No mesmo sentido, Frederico Amado também critica a aplicação pura e simples do art. 98, da Lei 8.213/91 para impedir o exercício do direito à contagem recíproca de contribuição:

"Para a Procuradoria Federal Especializada do INSS, 'este artigo encontra-se derrogado pelo §7º do Art. 29, acrescentado pela Lei 9.876, de 26/11/99, que, ao dispor sobre o fator previdenciário, determina que seja considerado todo o período de contribuição do segurado, inclusive o que ultrapassar 30 e 35 anos de contribuição, respectivamente, para mulheres e homens'."

"Entende-se que o artigo 98, da Lei 8.213/91, carece de fundamento constitucional de validade, pois afronta de maneira irrazoável o artigo 201, §9º, da Lei Maior, limitando indevidamente a contagem recíproca do tempo de contribuição, pois não permite que o período contributivo excedente seja computado em outro regime previdenciário." (p. 544-545).

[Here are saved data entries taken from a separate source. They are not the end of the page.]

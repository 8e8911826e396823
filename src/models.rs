use serde::{Deserialize, Deserializer, Serialize};
use std::str::FromStr;

/// File operation the execution engine knows how to perform.
#[derive(Debug, Clone, Copy, Eq, PartialEq, Hash, Serialize, Deserialize)]
#[serde(rename_all = "snake_case")]
pub enum Action {
    Delete,
    Move,
    Copy,
    CreateFolder,
}

impl Action {
    pub const ALL: [Action; 4] = [Self::Delete, Self::Move, Self::Copy, Self::CreateFolder];

    pub fn as_str(&self) -> &'static str {
        match self {
            Self::Delete => "delete",
            Self::Move => "move",
            Self::Copy => "copy",
            Self::CreateFolder => "create_folder",
        }
    }

    /// Actions that remove data and therefore go through the confirmation gate.
    pub fn is_destructive(&self) -> bool {
        matches!(self, Self::Delete)
    }

    /// Actions whose command text may name a target directory.
    pub fn takes_destination(&self) -> bool {
        !matches!(self, Self::Delete)
    }
}

impl std::fmt::Display for Action {
    fn fmt(&self, f: &mut std::fmt::Formatter<'_>) -> std::fmt::Result {
        write!(f, "{}", self.as_str())
    }
}

impl FromStr for Action {
    type Err = String;

    fn from_str(value: &str) -> Result<Self, Self::Err> {
        Self::ALL
            .into_iter()
            .find(|action| action.as_str() == value)
            .ok_or_else(|| value.to_string())
    }
}

/// Unvalidated structured interpretation of a natural-language command.
///
/// `action` stays a raw name so drafts coming from outside the rule-based
/// parser can carry a missing or unknown action for the validator to report.
#[derive(Debug, Clone, Default, PartialEq, Eq, Serialize, Deserialize)]
pub struct CommandDraft {
    #[serde(default)]
    pub action: Option<String>,
    #[serde(default, alias = "file_ext")]
    pub pattern: String,
    #[serde(default, alias = "src")]
    pub source: String,
    #[serde(default, alias = "dst")]
    pub destination: String,
    #[serde(default)]
    pub recursive: bool,
}

impl CommandDraft {
    pub fn new(action: Action) -> Self {
        Self {
            action: Some(action.as_str().to_string()),
            ..Self::default()
        }
    }

    /// Typed action, if the raw name is one of the known actions.
    pub fn known_action(&self) -> Option<Action> {
        self.action.as_deref().and_then(|name| name.parse().ok())
    }
}

/// Run-time switches supplied on the command line.
#[derive(Debug, Clone, Copy, Default, PartialEq, Eq)]
pub struct RunFlags {
    pub dry_run: bool,
    pub force: bool,
    pub recursive: bool,
    pub verbose: bool,
}

/// A draft that satisfied the per-action rules, merged with run-time flags.
///
/// Serializes to exactly the request payload the execution engine reads.
#[derive(Debug, Clone, PartialEq, Eq, Serialize, Deserialize)]
pub struct ValidatedCommand {
    pub action: Action,
    #[serde(default, alias = "file_ext")]
    pub pattern: String,
    #[serde(default, alias = "src")]
    pub source: String,
    #[serde(default, alias = "dst")]
    pub destination: String,
    #[serde(default)]
    pub dry_run: bool,
    #[serde(default)]
    pub force: bool,
    #[serde(default)]
    pub recursive: bool,
    #[serde(default)]
    pub verbose: bool,
}

/// Outcome reported by the execution engine.
#[derive(Debug, Clone, Default, PartialEq, Eq, Serialize, Deserialize)]
pub struct ExecutionResult {
    pub success: bool,
    #[serde(default)]
    pub message: String,
    #[serde(default)]
    pub operation: String,
    #[serde(default)]
    pub files_scanned: u64,
    #[serde(default)]
    pub files_matched: u64,
    #[serde(default)]
    pub files_affected: u64,
    #[serde(default, skip_serializing_if = "Option::is_none")]
    pub duration_ms: Option<u64>,
    #[serde(
        default,
        deserialize_with = "text_or_number",
        skip_serializing_if = "Option::is_none"
    )]
    pub start_time: Option<String>,
    #[serde(
        default,
        deserialize_with = "text_or_number",
        skip_serializing_if = "Option::is_none"
    )]
    pub end_time: Option<String>,
    #[serde(default)]
    pub errors: Vec<String>,
    #[serde(default, skip_serializing_if = "Option::is_none")]
    pub error_message: Option<String>,
}

impl ExecutionResult {
    pub fn failed(error_message: impl Into<String>) -> Self {
        Self {
            success: false,
            error_message: Some(error_message.into()),
            ..Self::default()
        }
    }
}

/// Engines emit timestamps either as formatted text or as raw clock counts.
fn text_or_number<'de, D>(deserializer: D) -> Result<Option<String>, D::Error>
where
    D: Deserializer<'de>,
{
    Ok(match Option::<serde_json::Value>::deserialize(deserializer)? {
        Some(serde_json::Value::String(text)) => Some(text),
        Some(serde_json::Value::Number(number)) => Some(number.to_string()),
        _ => None,
    })
}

Ressalte-se que o Decreto 3.048/99 (RPS), que regulamenta o RGPS, autoriza a contagem de eventual tempo de contribuição posterior a aposentadoria, conforme art. 125, § 3º: "É permitida a emissão de certidão de tempo de contribuição para períodos de contribuição posteriores à data da aposentadoria no Regime Geral de Previdência Social.". Acerca do dispositivo, Frederico Amado pontua:

Inclusive, o próprio Regulamento da Previdência Social o despreza, ao dispor que 'é permitida a emissão de certidão de tempo de contribuição para períodos de contribuição posteriores à data da aposentadoria no Regime Geral de Previdência Social' (art. 125, §3º)." (p. 545)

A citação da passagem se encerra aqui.